12 octobre 1762
« Leur navire arrive, Sir. » vint le prévenir l'un des fonctionnaires de la ville, visiblement essoufflé. Aldaron lui avait demandé de l'avertir aussi vite que possible... Et il ne s'était pas douté que le pauvre bougre obéirait au pied de la lettre. Avec certaines personnes, il fallait être plus ferme, pour palier à leur laxisme et malheureusement, c'étaient les plus prompts au travail bien fait qui en subissaient les pots cassés. Pour toute réponse, le bourgmestre lui tira une chaise et son messager improvisé s'y écroula sous les yeux et le sourire désabusé d'Aldaron. L'elfe rangea plume et encre avant de passer une cape aux couleurs bleues et dorées de Caladon sur ses épaules.
Suivi de sa garde qui lui emboîta le pas lorsqu'il quitta son bureau, l'elfe traversa la quartier intérieur, non sans se faire saluer à tous les coins de rue et comme bien des potiches royales, il se contentait d'un doux sourire de réponse, un signe de la main ou de la tête avant de poursuivre son chemin, sans avoir froissé son peuple. C'est qu'il avait à faire ! Il prit la direction bien connue des embarcadères, alors que la garde se frayait un chemin dans la foule pour qu'on ne vienne pas planter un couteau malheureux dans le ventre de leur dirigeant. Les mats des navires, défaits de leurs voiles de navigation maritime, s’alignaient verticalement dans tout le port, plus ou moins hauts. L'elfe s'arrêta non loin de lieu d'accostage du navire de son ami, sans pour autant aller sur les quais de bois. Non pas qu'il aime particulièrement la terre ferme et la pierre dure du port, mais il n'allait pas s'infiltrer au milieu d'un déchargement. Connaissant sa chance, il pouvait bien de prendre un coup de caisse et finir à l'eau en moins de temps qu'il ne fallait pour le dire.
Bras croisés, droit comme la justice, il patientait, tête haute. Si on ignorait qui il était, sa posture régalienne, autoritaire et noble aurait tôt fait de confirmer son rang, dans la hiérarchie de cette ville. De ses prunelles d'un vert émeraude tranchant, il cherchait cette forte silhouette aux cheveux immaculés et le visage bien connu de son ami. Lorsqu'il le trouva, un fin sourire vint fendre le marbre froid de son visage lisse dévoilant jusqu'à l'ivoire sa satisfaction de le retrouver. Il retint ses pas d'aller vers lui, laissant plutôt Seö approcher, l'accueillant plutôt de son regard devenu pétillant en sa présence. Lorsqu'il ne fut plus qu'à deux mètres de lui, il s'approcha et ouvrit les bras pour l'étreindre amicalement dans une accolade sincère : « Bon retour à Caladon, c'est un plaisir de te revoir. »
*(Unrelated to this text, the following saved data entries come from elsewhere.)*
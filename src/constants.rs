//! Central constants for the submods application

/// Default values for Git operations
pub mod git {
    /// Name of the submodule registry file in the parent repository root
    pub const GITMODULES_FILE: &str = ".gitmodules";

    /// Default remote used for fetch/push operations
    pub const DEFAULT_REMOTE: &str = "origin";

    /// Sentinel printed by `git rev-parse --abbrev-ref HEAD` when detached
    pub const DETACHED_SENTINEL: &str = "HEAD";
}

/// Default values for merge/pull request creation
pub mod mr {
    /// Default target branch for merge requests
    pub const DEFAULT_TARGET: &str = "main";

    /// GitLab CLI binary name
    pub const GITLAB_CLI: &str = "glab";

    /// GitHub CLI binary name
    pub const GITHUB_CLI: &str = "gh";
}
//! Merge request command implementation

use super::{Command, CommandContext};
use crate::git::{MrOptions, MrOutcome, changed_submodules, create_merge_request, current_branch};
use anyhow::Result;
use async_trait::async_trait;
use colored::*;

/// Merge request command for opening MRs/PRs for feature branches in
/// dirty submodules
pub struct MrCommand {
    /// Target branch for the merge request
    pub target: String,
    /// Optional title for the merge request
    pub title: Option<String>,
    /// Mark the merge request as a draft when supported
    pub draft: bool,
}

#[async_trait]
impl Command for MrCommand {
    async fn execute(&self, context: &CommandContext) -> Result<()> {
        let logger = context.logger();
        let modules = changed_submodules(&context.selected_modules());

        if modules.is_empty() {
            println!(
                "{}",
                "No dirty submodules detected; no merge requests created.".yellow()
            );
            return Ok(());
        }

        let options = MrOptions {
            target: self.target.clone(),
            title: self.title.clone(),
            draft: self.draft,
        };

        for module in &modules {
            let Some(branch) = current_branch(&module.path) else {
                anyhow::bail!(
                    "Submodule {} does not have an active branch; create one before opening an MR.",
                    module.name
                );
            };

            logger.debug(&format!(
                "Dispatching merge request for {} ({branch} -> {})",
                module.name, self.target
            ));
            match create_merge_request(&module.path, &branch, &options)? {
                MrOutcome::Created => logger.success(
                    module,
                    &format!("Triggered merge request creation ({branch} -> {})", self.target),
                ),
                MrOutcome::Skipped => {
                    logger.warn(module, "Merge request skipped");
                }
            }
        }

        Ok(())
    }
}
Curieux, l'elfe cherchait la promise dont son ami lui avait parlé. Une main vint se poser sur l'avant-bras du chevalier, une main délicate et... Flétrie. Une vielle femme se détacha de derrière le Sainûr, avec un sourire tendre et patient. L'elfe resta coi de la découverte et regarda alternativement Seö et la vielle dame. Il était sérieux ? C'était elle Aurore ? Il ne savait pas Seö gérontophile et... Bon sang, les humains avaient une vie suffisamment courte par rapport à la leur, pourquoi fallait-il qu'il se soit épris d'une dame en fin de vie ? « Vous avez oublié votre livre, Monsieur. » fit la dame âge en tendant l'ouvrage et Aldaron manqua de pouffer de rire. Ses lèvres pincées et son sourire retenu tendaient à juguler l'envie de rire de la méprise. Il s'assagit lorsque qu'une demoiselle aux cheveux blonds s'accrocha à l'autre bras de son ami, après avoir, visiblement, discuté avec quelqu'un en arrière qui l'avait retenue.
Il prit délicatement sa main de la baptistrelle pour y déposer un baiser plus de réserve, venant à peine effleurer sa peau. Il n'était pas le genre de dandy à exagérer l'acte et à baver plus qu'il n'en faut sur la moindre dextre. La maîtrise soulignait sa parfaite éducation. Il referma sa seconde main par dessus, pour la serrer doucement, mais chaleureusement : « Bienvenue à Caladon, Aurore. Il me tardait de vous rencontrer. » Il coula un regard sur son ami et ne put s'empêcher de railler : « L'espace d'un instant, j'ai cru qu'au lieu de me présenter une Aurore, tu me faisais rencontrer un Crépuscule. » C'était plutôt Aldaron le gérontophile quand on savait qu'Achroma avait plus du double de l'âge déjà conséquent du bourgmestre. Il était son Crépuscule.